::: DATA FOR ANALYSIS

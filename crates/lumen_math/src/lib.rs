//! Lumen math: vector types and ray primitives shared by the renderer
//! and the scene loader.

// Re-export glam for convenience
pub use glam::*;

// Lumen math types
mod interval;
mod ray;
pub use interval::Interval;
pub use ray::Ray;
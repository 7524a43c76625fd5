use std::collections::HashMap;
use std::sync::LazyLock;

use regex::Regex;

static WHITESPACE_RE: LazyLock<Regex> = LazyLock::new(|| Regex::new(r"\s+").unwrap());

/// Labels that look like sources but are licenses or document repositories.
pub const PSEUDO_SOURCE_NAMES: &[&str] = &[
    "creative commons",
    "documents of the world bank",
    "document of the world bank",
    "documents of world bank",
    "document of world bank",
    "documents of the world bank group",
];

/// Known variants (lowercase, single-spaced) and their canonical names.
pub const SOURCE_ALIASES: &[(&str, &str)] = &[
    ("world bank", "world bank"),
    ("the world bank", "world bank"),
    ("world bank group", "world bank"),
    ("wdi", "world development indicators"),
    ("world development indicators", "world development indicators"),
    ("world development indicators (wdi)", "world development indicators"),
    ("pip", "poverty and inequality platform"),
    ("poverty and inequality platform", "poverty and inequality platform"),
    ("imf", "international monetary fund"),
    ("i.m.f.", "international monetary fund"),
    ("international monetary fund", "international monetary fund"),
];

static ALIAS_MAP: LazyLock<HashMap<&'static str, &'static str>> =
    LazyLock::new(|| SOURCE_ALIASES.iter().copied().collect());

/// Clean a raw source mention and map it to its canonical name.
///
/// Returns `None` for absent or blank input and for pseudo-sources
/// (license boilerplate, document repositories). Unknown names are kept,
/// lowercased and single-spaced.
pub fn normalize_source_name(raw: Option<&str>) -> Option<String> {
    let raw = raw?;
    let unified = raw.replace('\r', "\n");
    let collapsed = WHITESPACE_RE.replace_all(&unified, " ");
    let cleaned = collapsed.trim().to_lowercase();
    if cleaned.is_empty() {
        return None;
    }

    if PSEUDO_SOURCE_NAMES.contains(&cleaned.as_str())
        || cleaned.contains("creative commons")
        || cleaned.contains("documents of the world bank")
    {
        return None;
    }

    match ALIAS_MAP.get(cleaned.as_str()) {
        Some(canonical) => Some(canonical.to_string()),
        None => Some(cleaned),
    }
}
use std::path::Path;

use anyhow::{Context, Result};
use rusqlite::Connection;

use crate::parser::{DocumentRecord, Record};

pub const DEFAULT_DB_PATH: &str = "data/readmes.sqlite";

pub fn connect(path: &Path) -> Result<Connection> {
    if let Some(parent) = path.parent().filter(|p| !p.as_os_str().is_empty()) {
        std::fs::create_dir_all(parent)
            .with_context(|| format!("creating {}", parent.display()))?;
    }
    let conn = Connection::open(path).with_context(|| format!("opening {}", path.display()))?;
    conn.execute_batch("PRAGMA journal_mode=WAL; PRAGMA foreign_keys=ON;")?;
    Ok(conn)
}

pub fn init_schema(conn: &Connection) -> Result<()> {
    conn.execute_batch(
        "
        CREATE TABLE IF NOT EXISTS documents (
            id                 INTEGER PRIMARY KEY,
            pdf_path           TEXT UNIQUE NOT NULL,
            pdf_name           TEXT NOT NULL,
            sources            TEXT NOT NULL,
            time_mentions      TEXT NOT NULL,
            urls               TEXT NOT NULL,
            datasets           TEXT NOT NULL,
            has_declaration    BOOLEAN NOT NULL DEFAULT 0,
            availability_found BOOLEAN NOT NULL DEFAULT 0,
            years_ai           TEXT NOT NULL,
            has_downloadable   BOOLEAN NOT NULL DEFAULT 0,
            notes              TEXT,
            text_chars         INTEGER NOT NULL DEFAULT 0,
            needs_review       BOOLEAN NOT NULL,
            processed_at       TEXT NOT NULL
        );
        CREATE INDEX IF NOT EXISTS idx_documents_review ON documents(needs_review);

        CREATE TABLE IF NOT EXISTS downloads (
            id           INTEGER PRIMARY KEY,
            url          TEXT UNIQUE NOT NULL,
            catalog_id   TEXT,
            file_name    TEXT NOT NULL,
            ok           BOOLEAN NOT NULL,
            skipped      BOOLEAN NOT NULL DEFAULT 0,
            bytes        INTEGER,
            error        TEXT,
            attempted_at TEXT NOT NULL
        );
        CREATE INDEX IF NOT EXISTS idx_downloads_catalog ON downloads(catalog_id);
        ",
    )?;
    Ok(())
}

// ── Documents ──

/// Upsert processed documents; re-parsing a path replaces its row.
pub fn save_documents(conn: &Connection, docs: &[DocumentRecord]) -> Result<usize> {
    let now = chrono::Utc::now().to_rfc3339();
    let tx = conn.unchecked_transaction()?;
    let mut count = 0;
    {
        let mut stmt = tx.prepare(
            "INSERT OR REPLACE INTO documents
             (pdf_path, pdf_name, sources, time_mentions, urls, datasets, has_declaration,
              availability_found, years_ai, has_downloadable, notes, text_chars,
              needs_review, processed_at)
             VALUES (?1,?2,?3,?4,?5,?6,?7,?8,?9,?10,?11,?12,?13,?14)",
        )?;
        for d in docs {
            let r = &d.record;
            count += stmt.execute(rusqlite::params![
                d.pdf_path,
                d.pdf_name,
                serde_json::to_string(&r.sources_mentions)?,
                serde_json::to_string(&r.time_mentions)?,
                serde_json::to_string(&r.urls)?,
                serde_json::to_string(&r.dataset_candidates)?,
                r.has_declaration,
                r.availability_section_found,
                serde_json::to_string(&d.years_ai)?,
                d.has_downloadable_data_ai,
                d.notes_ai,
                d.text_chars as i64,
                d.needs_review,
                now,
            ])?;
        }
    }
    tx.commit()?;
    Ok(count)
}

/// Load stored documents in path order. The review flag is recomputed from
/// the stored fields instead of trusting the column.
pub fn fetch_documents(conn: &Connection) -> Result<Vec<DocumentRecord>> {
    let mut stmt = conn.prepare(
        "SELECT pdf_path, pdf_name, sources, time_mentions, urls, datasets, has_declaration,
                availability_found, years_ai, has_downloadable, COALESCE(notes,''), text_chars
         FROM documents
         ORDER BY pdf_path",
    )?;
    let raw = stmt
        .query_map([], |row| {
            Ok(StoredDocument {
                pdf_path: row.get(0)?,
                pdf_name: row.get(1)?,
                sources: row.get(2)?,
                time_mentions: row.get(3)?,
                urls: row.get(4)?,
                datasets: row.get(5)?,
                has_declaration: row.get(6)?,
                availability_found: row.get(7)?,
                years_ai: row.get(8)?,
                has_downloadable: row.get(9)?,
                notes: row.get(10)?,
                text_chars: row.get(11)?,
            })
        })?
        .collect::<Result<Vec<_>, _>>()?;

    raw.into_iter().map(StoredDocument::into_document).collect()
}

struct StoredDocument {
    pdf_path: String,
    pdf_name: String,
    sources: String,
    time_mentions: String,
    urls: String,
    datasets: String,
    has_declaration: bool,
    availability_found: bool,
    years_ai: String,
    has_downloadable: bool,
    notes: String,
    text_chars: i64,
}

impl StoredDocument {
    fn into_document(self) -> Result<DocumentRecord> {
        let ctx = |field: &str| format!("decoding {} of {}", field, self.pdf_path);
        let record = Record {
            sources_mentions: serde_json::from_str(&self.sources).with_context(|| ctx("sources"))?,
            time_mentions: serde_json::from_str(&self.time_mentions)
                .with_context(|| ctx("time_mentions"))?,
            urls: serde_json::from_str(&self.urls).with_context(|| ctx("urls"))?,
            dataset_candidates: serde_json::from_str(&self.datasets)
                .with_context(|| ctx("datasets"))?,
            has_declaration: self.has_declaration,
            availability_section_found: self.availability_found,
        };
        let years_ai = serde_json::from_str(&self.years_ai).with_context(|| ctx("years_ai"))?;
        let needs_review = record.needs_review();
        Ok(DocumentRecord {
            pdf_path: self.pdf_path,
            pdf_name: self.pdf_name,
            record,
            years_ai,
            has_downloadable_data_ai: self.has_downloadable,
            notes_ai: self.notes,
            text_chars: self.text_chars.max(0) as usize,
            needs_review,
        })
    }
}

// ── Downloads ──

pub struct DownloadRow {
    pub url: String,
    pub catalog_id: Option<String>,
    pub file_name: String,
    pub ok: bool,
    pub skipped: bool,
    pub bytes: Option<u64>,
    pub error: Option<String>,
}

pub fn record_download(conn: &Connection, row: &DownloadRow) -> Result<()> {
    conn.execute(
        "INSERT OR REPLACE INTO downloads
         (url, catalog_id, file_name, ok, skipped, bytes, error, attempted_at)
         VALUES (?1, ?2, ?3, ?4, ?5, ?6, ?7, ?8)",
        rusqlite::params![
            row.url,
            row.catalog_id,
            row.file_name,
            row.ok,
            row.skipped,
            row.bytes.map(|b| b as i64),
            row.error,
            chrono::Utc::now().to_rfc3339(),
        ],
    )?;
    Ok(())
}

// ── Stats ──

/// Row counts; `flagged` comes from the review rules, not the stored column.
pub struct StoreStats {
    pub documents: usize,
    pub flagged: usize,
    pub downloads: usize,
    pub downloaded: usize,
    pub download_errors: usize,
}

pub fn get_stats(conn: &Connection) -> Result<StoreStats> {
    let documents: usize = conn.query_row("SELECT COUNT(*) FROM documents", [], |r| r.get(0))?;
    let flagged = fetch_documents(conn)?
        .iter()
        .filter(|d| d.needs_review)
        .count();
    let downloads: usize = conn.query_row("SELECT COUNT(*) FROM downloads", [], |r| r.get(0))?;
    let downloaded: usize = conn.query_row(
        "SELECT COUNT(*) FROM downloads WHERE ok = 1 AND skipped = 0",
        [],
        |r| r.get(0),
    )?;
    let download_errors: usize =
        conn.query_row("SELECT COUNT(*) FROM downloads WHERE ok = 0", [], |r| r.get(0))?;
    Ok(StoreStats {
        documents,
        flagged,
        downloads,
        downloaded,
        download_errors,
    })
}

::::::

REQUIRED ACTION
Look above for lines with the word "glam" and copy them all.

RESULT OF THE EXERCISE
// Re-export glam for convenience
pub use glam::*;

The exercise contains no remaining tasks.